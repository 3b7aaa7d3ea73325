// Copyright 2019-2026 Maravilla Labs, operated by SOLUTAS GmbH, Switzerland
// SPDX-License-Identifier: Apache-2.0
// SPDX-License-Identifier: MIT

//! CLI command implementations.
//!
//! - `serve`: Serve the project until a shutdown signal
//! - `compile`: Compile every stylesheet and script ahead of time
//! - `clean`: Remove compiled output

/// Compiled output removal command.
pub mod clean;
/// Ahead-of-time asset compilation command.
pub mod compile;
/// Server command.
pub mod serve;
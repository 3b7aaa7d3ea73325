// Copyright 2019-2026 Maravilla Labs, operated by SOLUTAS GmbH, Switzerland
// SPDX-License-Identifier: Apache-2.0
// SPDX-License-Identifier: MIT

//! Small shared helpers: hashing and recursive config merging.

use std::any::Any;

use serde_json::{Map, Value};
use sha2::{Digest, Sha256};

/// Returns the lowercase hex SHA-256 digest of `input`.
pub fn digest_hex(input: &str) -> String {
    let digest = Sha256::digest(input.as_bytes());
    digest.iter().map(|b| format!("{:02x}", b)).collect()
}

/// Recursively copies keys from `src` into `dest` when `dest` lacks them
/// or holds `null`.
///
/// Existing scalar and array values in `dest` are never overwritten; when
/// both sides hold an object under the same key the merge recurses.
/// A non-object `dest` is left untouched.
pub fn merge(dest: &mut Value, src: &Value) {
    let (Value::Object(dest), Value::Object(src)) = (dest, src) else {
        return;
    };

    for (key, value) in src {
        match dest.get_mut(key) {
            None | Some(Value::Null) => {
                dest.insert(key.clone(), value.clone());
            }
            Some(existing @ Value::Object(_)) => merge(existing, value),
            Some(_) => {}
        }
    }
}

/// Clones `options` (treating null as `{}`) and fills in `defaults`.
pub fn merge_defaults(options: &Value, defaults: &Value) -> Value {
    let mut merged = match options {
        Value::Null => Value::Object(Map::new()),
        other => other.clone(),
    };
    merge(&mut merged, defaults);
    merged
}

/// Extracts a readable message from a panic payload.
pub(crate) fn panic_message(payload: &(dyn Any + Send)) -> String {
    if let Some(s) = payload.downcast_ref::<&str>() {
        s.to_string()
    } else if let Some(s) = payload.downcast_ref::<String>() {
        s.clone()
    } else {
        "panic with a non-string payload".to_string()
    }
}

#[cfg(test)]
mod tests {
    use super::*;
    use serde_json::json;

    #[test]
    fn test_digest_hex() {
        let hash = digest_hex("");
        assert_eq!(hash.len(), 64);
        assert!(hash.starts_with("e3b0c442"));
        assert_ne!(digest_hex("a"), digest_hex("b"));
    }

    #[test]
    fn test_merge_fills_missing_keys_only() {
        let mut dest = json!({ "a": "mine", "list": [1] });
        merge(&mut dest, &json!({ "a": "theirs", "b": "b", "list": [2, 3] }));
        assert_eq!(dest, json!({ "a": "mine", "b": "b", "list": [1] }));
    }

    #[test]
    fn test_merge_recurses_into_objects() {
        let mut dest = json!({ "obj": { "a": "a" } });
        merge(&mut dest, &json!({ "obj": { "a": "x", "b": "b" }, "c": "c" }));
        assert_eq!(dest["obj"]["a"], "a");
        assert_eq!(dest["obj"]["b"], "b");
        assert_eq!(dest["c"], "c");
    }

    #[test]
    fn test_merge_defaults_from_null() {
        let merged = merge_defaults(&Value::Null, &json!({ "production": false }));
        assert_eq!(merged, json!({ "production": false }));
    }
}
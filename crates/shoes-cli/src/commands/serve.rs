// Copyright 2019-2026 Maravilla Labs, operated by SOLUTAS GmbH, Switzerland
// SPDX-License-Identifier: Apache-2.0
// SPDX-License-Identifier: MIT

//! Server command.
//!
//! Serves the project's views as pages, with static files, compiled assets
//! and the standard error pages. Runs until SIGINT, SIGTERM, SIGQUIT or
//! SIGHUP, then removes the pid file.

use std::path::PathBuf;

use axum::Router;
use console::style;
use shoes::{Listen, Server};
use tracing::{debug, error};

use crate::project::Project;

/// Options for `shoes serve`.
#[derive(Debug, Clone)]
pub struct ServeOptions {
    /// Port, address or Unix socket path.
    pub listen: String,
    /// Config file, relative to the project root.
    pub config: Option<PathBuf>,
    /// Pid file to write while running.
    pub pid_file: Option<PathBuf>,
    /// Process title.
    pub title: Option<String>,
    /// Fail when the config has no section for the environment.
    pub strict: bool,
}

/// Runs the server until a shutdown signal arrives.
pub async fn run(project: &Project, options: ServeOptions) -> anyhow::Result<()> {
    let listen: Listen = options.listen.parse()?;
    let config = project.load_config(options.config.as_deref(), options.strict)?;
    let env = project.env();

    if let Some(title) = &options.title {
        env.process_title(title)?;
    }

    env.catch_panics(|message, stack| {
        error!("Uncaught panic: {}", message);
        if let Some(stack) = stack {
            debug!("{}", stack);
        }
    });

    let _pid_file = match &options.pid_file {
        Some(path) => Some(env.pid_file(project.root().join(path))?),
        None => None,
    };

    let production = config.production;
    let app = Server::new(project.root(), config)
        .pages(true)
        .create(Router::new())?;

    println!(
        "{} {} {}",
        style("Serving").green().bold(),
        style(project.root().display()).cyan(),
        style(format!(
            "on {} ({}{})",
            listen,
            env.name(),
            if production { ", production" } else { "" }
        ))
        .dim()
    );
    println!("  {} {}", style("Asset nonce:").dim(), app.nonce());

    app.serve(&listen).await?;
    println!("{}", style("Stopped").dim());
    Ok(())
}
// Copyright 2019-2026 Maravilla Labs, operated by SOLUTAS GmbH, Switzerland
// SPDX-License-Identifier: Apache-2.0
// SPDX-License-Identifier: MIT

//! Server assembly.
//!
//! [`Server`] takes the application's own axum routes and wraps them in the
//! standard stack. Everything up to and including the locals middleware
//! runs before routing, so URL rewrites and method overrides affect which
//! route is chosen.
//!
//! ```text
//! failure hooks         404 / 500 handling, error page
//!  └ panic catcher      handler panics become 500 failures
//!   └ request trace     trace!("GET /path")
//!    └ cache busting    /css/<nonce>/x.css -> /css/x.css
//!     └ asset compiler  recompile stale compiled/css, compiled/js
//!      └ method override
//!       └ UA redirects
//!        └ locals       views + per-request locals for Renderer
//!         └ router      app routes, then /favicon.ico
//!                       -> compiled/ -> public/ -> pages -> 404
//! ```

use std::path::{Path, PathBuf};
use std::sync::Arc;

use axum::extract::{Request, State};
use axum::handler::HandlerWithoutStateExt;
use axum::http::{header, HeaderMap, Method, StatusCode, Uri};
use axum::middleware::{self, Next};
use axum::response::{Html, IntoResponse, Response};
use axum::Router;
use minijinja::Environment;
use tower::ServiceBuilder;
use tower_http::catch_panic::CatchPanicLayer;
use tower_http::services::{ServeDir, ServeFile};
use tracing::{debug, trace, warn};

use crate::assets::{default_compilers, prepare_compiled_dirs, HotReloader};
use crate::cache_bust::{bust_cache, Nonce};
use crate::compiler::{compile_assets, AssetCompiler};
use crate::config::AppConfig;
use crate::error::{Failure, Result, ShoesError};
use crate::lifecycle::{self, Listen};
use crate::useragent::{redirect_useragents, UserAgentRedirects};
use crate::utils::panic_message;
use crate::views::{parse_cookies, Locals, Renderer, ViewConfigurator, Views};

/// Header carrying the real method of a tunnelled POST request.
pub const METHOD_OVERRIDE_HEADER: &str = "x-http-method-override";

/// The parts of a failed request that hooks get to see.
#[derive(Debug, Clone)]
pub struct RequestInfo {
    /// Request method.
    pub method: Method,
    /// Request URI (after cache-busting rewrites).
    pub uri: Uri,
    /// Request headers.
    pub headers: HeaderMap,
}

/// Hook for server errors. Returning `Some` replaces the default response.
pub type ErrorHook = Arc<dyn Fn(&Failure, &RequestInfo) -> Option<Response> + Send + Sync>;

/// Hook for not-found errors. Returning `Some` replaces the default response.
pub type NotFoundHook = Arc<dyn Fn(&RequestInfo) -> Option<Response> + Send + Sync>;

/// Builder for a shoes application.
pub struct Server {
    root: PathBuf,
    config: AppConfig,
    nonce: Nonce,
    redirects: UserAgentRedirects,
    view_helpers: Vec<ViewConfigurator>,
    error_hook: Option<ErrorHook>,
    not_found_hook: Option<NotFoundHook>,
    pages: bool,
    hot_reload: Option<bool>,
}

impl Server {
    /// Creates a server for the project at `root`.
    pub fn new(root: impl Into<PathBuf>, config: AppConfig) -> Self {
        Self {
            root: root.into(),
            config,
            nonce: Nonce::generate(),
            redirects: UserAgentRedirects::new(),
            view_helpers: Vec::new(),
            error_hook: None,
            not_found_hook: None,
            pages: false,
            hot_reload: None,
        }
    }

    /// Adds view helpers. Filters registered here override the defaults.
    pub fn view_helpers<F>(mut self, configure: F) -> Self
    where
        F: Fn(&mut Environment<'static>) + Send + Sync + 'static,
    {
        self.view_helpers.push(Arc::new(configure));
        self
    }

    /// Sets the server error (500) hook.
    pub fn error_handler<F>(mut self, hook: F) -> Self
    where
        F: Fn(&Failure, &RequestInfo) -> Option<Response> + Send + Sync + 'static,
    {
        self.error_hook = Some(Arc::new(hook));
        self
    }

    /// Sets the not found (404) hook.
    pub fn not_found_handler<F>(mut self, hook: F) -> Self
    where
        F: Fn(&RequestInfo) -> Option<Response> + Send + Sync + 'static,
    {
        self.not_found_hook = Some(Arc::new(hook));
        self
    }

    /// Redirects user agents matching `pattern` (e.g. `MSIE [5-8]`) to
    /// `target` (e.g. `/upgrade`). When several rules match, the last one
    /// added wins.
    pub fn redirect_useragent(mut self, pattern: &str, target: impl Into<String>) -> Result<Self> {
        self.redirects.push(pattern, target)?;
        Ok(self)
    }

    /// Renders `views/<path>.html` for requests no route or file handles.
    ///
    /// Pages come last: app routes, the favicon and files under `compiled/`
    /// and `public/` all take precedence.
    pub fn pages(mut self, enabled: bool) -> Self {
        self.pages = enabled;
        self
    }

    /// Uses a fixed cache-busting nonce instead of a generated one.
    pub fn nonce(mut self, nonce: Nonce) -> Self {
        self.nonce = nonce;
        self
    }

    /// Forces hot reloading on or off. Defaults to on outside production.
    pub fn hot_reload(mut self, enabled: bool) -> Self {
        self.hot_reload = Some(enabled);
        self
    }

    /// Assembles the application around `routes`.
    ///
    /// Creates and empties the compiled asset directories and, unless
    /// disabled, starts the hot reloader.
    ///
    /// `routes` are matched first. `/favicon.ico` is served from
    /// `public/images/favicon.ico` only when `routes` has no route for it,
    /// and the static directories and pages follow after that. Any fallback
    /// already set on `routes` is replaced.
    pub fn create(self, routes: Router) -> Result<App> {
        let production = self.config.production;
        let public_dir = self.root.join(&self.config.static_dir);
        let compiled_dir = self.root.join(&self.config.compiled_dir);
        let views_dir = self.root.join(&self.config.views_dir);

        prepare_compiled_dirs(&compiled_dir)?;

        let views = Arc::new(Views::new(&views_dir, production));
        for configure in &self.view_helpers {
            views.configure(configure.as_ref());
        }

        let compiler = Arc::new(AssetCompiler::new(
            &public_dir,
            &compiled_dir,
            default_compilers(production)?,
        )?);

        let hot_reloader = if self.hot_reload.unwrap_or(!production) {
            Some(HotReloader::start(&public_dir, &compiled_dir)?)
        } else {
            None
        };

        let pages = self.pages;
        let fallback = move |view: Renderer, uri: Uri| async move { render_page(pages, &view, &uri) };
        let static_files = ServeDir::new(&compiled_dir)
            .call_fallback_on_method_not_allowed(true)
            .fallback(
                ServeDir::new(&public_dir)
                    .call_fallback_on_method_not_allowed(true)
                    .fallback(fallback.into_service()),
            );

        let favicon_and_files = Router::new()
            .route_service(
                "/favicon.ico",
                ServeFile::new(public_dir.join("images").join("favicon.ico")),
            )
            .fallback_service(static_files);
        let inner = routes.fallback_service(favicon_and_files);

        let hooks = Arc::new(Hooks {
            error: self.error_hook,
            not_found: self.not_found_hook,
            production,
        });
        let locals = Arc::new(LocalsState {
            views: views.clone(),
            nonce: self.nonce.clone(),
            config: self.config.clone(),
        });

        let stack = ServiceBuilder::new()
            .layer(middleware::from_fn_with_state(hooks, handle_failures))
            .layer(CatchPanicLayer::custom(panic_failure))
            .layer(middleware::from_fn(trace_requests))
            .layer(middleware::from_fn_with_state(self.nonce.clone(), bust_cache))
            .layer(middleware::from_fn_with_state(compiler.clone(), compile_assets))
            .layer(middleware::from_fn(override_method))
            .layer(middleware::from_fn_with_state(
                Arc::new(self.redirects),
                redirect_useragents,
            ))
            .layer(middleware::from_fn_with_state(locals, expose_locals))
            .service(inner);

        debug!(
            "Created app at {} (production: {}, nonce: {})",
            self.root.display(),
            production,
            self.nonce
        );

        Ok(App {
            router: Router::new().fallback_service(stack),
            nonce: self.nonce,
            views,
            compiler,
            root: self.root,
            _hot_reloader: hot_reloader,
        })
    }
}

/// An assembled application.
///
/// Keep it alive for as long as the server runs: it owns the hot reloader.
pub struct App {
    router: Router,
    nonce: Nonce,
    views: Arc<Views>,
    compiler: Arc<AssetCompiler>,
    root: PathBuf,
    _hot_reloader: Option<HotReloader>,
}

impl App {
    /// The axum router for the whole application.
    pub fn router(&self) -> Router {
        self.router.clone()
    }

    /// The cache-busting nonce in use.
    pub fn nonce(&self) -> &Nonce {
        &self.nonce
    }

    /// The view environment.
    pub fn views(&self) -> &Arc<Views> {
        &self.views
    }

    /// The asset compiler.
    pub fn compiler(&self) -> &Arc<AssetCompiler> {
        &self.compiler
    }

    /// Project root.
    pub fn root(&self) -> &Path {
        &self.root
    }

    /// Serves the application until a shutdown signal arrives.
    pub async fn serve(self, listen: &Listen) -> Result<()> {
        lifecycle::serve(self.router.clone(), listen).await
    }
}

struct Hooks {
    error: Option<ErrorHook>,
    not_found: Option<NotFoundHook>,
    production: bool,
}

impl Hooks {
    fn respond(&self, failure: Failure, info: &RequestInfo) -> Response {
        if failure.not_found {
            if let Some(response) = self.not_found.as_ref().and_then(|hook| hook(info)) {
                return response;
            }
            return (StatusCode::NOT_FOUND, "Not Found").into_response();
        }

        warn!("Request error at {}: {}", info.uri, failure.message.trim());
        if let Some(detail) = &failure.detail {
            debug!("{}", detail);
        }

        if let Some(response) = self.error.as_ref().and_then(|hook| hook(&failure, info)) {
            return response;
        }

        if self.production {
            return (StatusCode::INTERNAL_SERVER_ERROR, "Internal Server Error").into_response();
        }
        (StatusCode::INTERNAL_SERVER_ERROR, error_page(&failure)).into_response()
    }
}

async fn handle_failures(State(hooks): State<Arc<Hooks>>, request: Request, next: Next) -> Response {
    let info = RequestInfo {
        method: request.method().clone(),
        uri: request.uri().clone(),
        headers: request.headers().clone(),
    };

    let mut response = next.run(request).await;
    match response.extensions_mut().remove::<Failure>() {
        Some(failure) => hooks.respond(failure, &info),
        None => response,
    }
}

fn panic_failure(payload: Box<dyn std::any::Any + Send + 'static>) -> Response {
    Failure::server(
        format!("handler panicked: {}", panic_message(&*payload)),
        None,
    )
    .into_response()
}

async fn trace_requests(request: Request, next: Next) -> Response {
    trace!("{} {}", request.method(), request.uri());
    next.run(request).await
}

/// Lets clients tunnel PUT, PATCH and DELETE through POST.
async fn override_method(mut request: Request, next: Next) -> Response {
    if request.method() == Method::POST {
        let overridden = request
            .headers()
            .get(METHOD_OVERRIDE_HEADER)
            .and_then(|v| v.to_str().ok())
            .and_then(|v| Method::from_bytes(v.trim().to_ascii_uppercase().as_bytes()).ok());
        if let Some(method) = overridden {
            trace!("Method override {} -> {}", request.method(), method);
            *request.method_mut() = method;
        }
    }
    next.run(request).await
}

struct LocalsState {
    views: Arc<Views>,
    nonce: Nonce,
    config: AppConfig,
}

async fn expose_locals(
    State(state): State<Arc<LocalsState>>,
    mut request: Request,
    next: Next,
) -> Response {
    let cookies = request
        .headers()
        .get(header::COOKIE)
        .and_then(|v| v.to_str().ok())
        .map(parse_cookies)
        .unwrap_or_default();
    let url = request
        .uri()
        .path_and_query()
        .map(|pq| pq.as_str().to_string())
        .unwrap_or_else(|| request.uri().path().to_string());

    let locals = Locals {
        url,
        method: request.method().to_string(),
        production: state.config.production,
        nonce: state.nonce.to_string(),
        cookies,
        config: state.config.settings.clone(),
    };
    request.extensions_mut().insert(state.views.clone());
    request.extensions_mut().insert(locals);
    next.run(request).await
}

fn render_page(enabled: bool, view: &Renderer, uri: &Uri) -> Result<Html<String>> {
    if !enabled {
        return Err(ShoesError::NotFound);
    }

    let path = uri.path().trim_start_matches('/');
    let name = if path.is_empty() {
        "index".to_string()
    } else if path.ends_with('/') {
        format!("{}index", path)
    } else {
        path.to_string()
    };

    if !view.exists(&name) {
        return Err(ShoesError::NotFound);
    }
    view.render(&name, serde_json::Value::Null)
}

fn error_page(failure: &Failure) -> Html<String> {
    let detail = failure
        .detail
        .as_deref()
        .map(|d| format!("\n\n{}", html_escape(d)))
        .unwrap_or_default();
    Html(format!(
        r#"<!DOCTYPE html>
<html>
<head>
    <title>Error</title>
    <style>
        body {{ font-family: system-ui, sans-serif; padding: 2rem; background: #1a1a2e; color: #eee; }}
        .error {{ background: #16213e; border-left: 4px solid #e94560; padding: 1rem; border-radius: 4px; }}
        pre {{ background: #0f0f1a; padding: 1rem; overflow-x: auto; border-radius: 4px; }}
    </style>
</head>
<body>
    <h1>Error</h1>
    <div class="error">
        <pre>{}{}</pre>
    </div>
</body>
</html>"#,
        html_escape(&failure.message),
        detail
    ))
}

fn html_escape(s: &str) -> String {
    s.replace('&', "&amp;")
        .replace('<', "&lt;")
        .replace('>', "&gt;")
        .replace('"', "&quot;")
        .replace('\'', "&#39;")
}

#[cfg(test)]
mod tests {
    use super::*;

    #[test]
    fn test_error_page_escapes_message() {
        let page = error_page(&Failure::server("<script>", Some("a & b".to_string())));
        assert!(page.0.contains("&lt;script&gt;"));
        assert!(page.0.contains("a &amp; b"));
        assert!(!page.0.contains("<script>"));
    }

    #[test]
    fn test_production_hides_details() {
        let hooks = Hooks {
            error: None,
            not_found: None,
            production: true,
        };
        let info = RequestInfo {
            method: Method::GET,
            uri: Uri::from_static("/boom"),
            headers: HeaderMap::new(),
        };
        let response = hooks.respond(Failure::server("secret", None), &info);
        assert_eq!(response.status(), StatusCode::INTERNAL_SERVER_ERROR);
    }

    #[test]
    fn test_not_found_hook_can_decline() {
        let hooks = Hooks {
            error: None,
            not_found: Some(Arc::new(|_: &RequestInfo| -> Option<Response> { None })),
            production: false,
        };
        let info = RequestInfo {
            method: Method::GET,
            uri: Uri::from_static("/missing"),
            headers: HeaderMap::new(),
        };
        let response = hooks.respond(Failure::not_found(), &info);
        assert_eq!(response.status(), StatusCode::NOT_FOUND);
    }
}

--------------------------------------------------

All lines of the listing that contain the word "border" should be copied out.

        .error {{ background: #16213e; border-left: 4px solid #e94560; padding: 1rem; border-radius: 4px; }}
        pre {{ background: #0f0f1a; padding: 1rem; overflow-x: auto; border-radius: 4px; }}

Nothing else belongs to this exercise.